Es brauchte damals den «Beobachter» und die «Rundschau» von SRF, um etwas zu bewegen. Tessiner Politiker mit Weitsicht übernahmen schliesslich den Rest und wussten das Engagement von Verena und Markus Senn in die richtigen Bahnen zu lenken.
Ihnen war bewusst, dass nur durch bäuerliche Nutzung die Verbuschung der Alpweiden gestoppt werden konnte. Da im Dorf nur noch ein paar wenige Einwohner lebten, wurden die Alpwiesen nicht mehr genutzt und überwucherten.
Nach und nach erweiterte die Familie Senn auf der Alp ihren kleinen Bauernbetrieb, baute Ställe für Kühe, Schafe, Ziegen, Hühner. Sie pflanzten Beeren und Gemüse an, und begannen Käse zu produzieren. Was sie nicht selbst zum Leben brauchten, verkauften sie auf dem Markt in Locarno.
«Für unsere Kinder haben wir etwas anderes gesucht, als die Betonwelten einer Stadt», stellt Verena Senn heute nicht ohne Stolz fest. Zwei Töchter und vier Söhne hat das Paar. Alle schon lange erwachsen und ausgeflogen, bis auf Sohn Samuel, der nach wie vor auf dem Hof lebt und arbeitet.
Wir sind auf dem Gipfel und wissen nicht wie weiter.
Im AHV-Alter bleibt nun die Sorge um die Hof-Nachfolge eine grosse Hypothek. Vor allem Markus Senn ist bedrückt: «Wir hatten ein so hoch gestecktes Ziel, aber haben nie daran gedacht, dass wir es wirklich erreichen. Und jetzt sind wir auf dem Gipfel und wissen nicht, wie weiter.» Dass auch ein Bergbauer ein Burnout haben kann, wird ihm erst nach dem Zusammenbruch an seinem Geburtstag bewusst.

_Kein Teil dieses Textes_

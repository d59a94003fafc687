//! Application error type and its HTTP representation.
//!
//! Every failure leaving a handler is an [`AppError`]. The response body always
//! carries a human-readable `message`:
//!
//! ```json
//! { "code": "not_found", "message": "Deal not found", "details": { "id": 42 } }
//! ```

use axum::{
    Json,
    extract::rejection::{PathRejection, QueryRejection},
    http::StatusCode,
    response::{IntoResponse, Response},
};
use serde::Serialize;
use serde_json::{Value, json};

#[derive(Serialize)]
struct ErrorBody {
    code: &'static str,
    message: String,
    #[serde(skip_serializing_if = "Value::is_null")]
    details: Value,
}

#[derive(Debug, thiserror::Error)]
pub enum AppError {
    #[error("{message}")]
    Validation { message: String, details: Value },
    #[error("{message}")]
    NotFound { message: String, details: Value },
    #[error("{message}")]
    Internal { message: String, details: Value },
}

impl AppError {
    pub fn bad_request(message: impl Into<String>, details: Value) -> Self {
        Self::Validation {
            message: message.into(),
            details,
        }
    }

    pub fn not_found(message: impl Into<String>, details: Value) -> Self {
        Self::NotFound {
            message: message.into(),
            details,
        }
    }

    pub fn internal(message: impl Into<String>, details: Value) -> Self {
        Self::Internal {
            message: message.into(),
            details,
        }
    }

    /// HTTP status and machine-readable code for this error.
    pub fn status_and_code(&self) -> (StatusCode, &'static str) {
        match self {
            AppError::Validation { .. } => (StatusCode::BAD_REQUEST, "validation_error"),
            AppError::NotFound { .. } => (StatusCode::NOT_FOUND, "not_found"),
            AppError::Internal { .. } => (StatusCode::INTERNAL_SERVER_ERROR, "internal_error"),
        }
    }
}

impl IntoResponse for AppError {
    fn into_response(self) -> Response {
        let (status, code) = self.status_and_code();

        let (message, details) = match self {
            AppError::Validation { message, details }
            | AppError::NotFound { message, details }
            | AppError::Internal { message, details } => (message, details),
        };

        let body = ErrorBody {
            code,
            message,
            details,
        };

        (status, Json(body)).into_response()
    }
}

impl From<sqlx::Error> for AppError {
    fn from(e: sqlx::Error) -> Self {
        tracing::error!(error = %e, "Database error");
        AppError::internal("Database error", Value::Null)
    }
}

impl From<validator::ValidationErrors> for AppError {
    fn from(errors: validator::ValidationErrors) -> Self {
        let fields: serde_json::Map<String, Value> = errors
            .field_errors()
            .into_iter()
            .map(|(field, errs)| {
                let messages: Vec<String> = errs
                    .iter()
                    .map(|e| {
                        e.message
                            .as_ref()
                            .map(|m| m.to_string())
                            .unwrap_or_else(|| e.code.to_string())
                    })
                    .collect();
                (field.to_string(), json!(messages))
            })
            .collect();

        let message = fields
            .values()
            .filter_map(|v| v.as_array())
            .flatten()
            .filter_map(|v| v.as_str())
            .next()
            .unwrap_or("Invalid filter parameters")
            .to_string();

        AppError::bad_request(message, Value::Object(fields))
    }
}

impl From<QueryRejection> for AppError {
    fn from(rejection: QueryRejection) -> Self {
        AppError::bad_request(
            "Invalid query parameters",
            json!({ "reason": rejection.body_text() }),
        )
    }
}

impl From<PathRejection> for AppError {
    fn from(rejection: PathRejection) -> Self {
        AppError::bad_request(
            "Invalid path parameter",
            json!({ "reason": rejection.body_text() }),
        )
    }
}
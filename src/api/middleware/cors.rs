//! Cross-origin policy for browser clients.

use axum::http::{HeaderValue, Method};
use tower_http::cors::{AllowOrigin, Any, CorsLayer};

/// Builds the CORS layer from the configured origins.
///
/// `*` (or an empty list) allows every origin. Origins that are not valid
/// header values are skipped with a warning.
pub fn layer(allowed_origins: &[String]) -> CorsLayer {
    let base = CorsLayer::new()
        .allow_methods([Method::GET, Method::OPTIONS])
        .allow_headers(Any);

    if allowed_origins.is_empty() || allowed_origins.iter().any(|o| o == "*") {
        return base.allow_origin(Any);
    }

    let origins: Vec<HeaderValue> = allowed_origins
        .iter()
        .filter_map(|origin| match HeaderValue::from_str(origin) {
            Ok(value) => Some(value),
            Err(_) => {
                tracing::warn!(origin = %origin, "Ignoring invalid CORS origin");
                None
            }
        })
        .collect();

    base.allow_origin(AllowOrigin::list(origins))
}
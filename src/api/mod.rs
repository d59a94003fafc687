//! REST API layer for HTTP request/response handling.
//!
//! - [`dto`] - Query parameter and response types
//! - [`handlers`] - HTTP request handlers
//! - [`middleware`] - Request tracing and CORS layers
//! - [`routes`] - Route configuration

pub mod dto;
pub mod handlers;
pub mod middleware;
pub mod routes;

Die Eltern bräuchten Entlastung und die Gewissheit, dass es mit dem Hof auch im AHV-Alter weitergeht. Als einziges der sechs Senn-Kinder hat Samuel eine landwirtschaftliche Ausbildung abgeschlossen. Er käme als Nachfolger am ehesten infrage. Doch Samuels Unentschlossenheit, den Hof zu übernehmen, bedrückt die Eltern.
Der grösste Wunsch des 42-Jährigen wäre eine Familie zu gründen. Aber eine Partnerin zu finden, die auf einem abgelegenen Alphof leben möchte, erweist sich als schwierig. Sein Glück und die Zukunft des Hofes hängen schicksalhaft zusammen.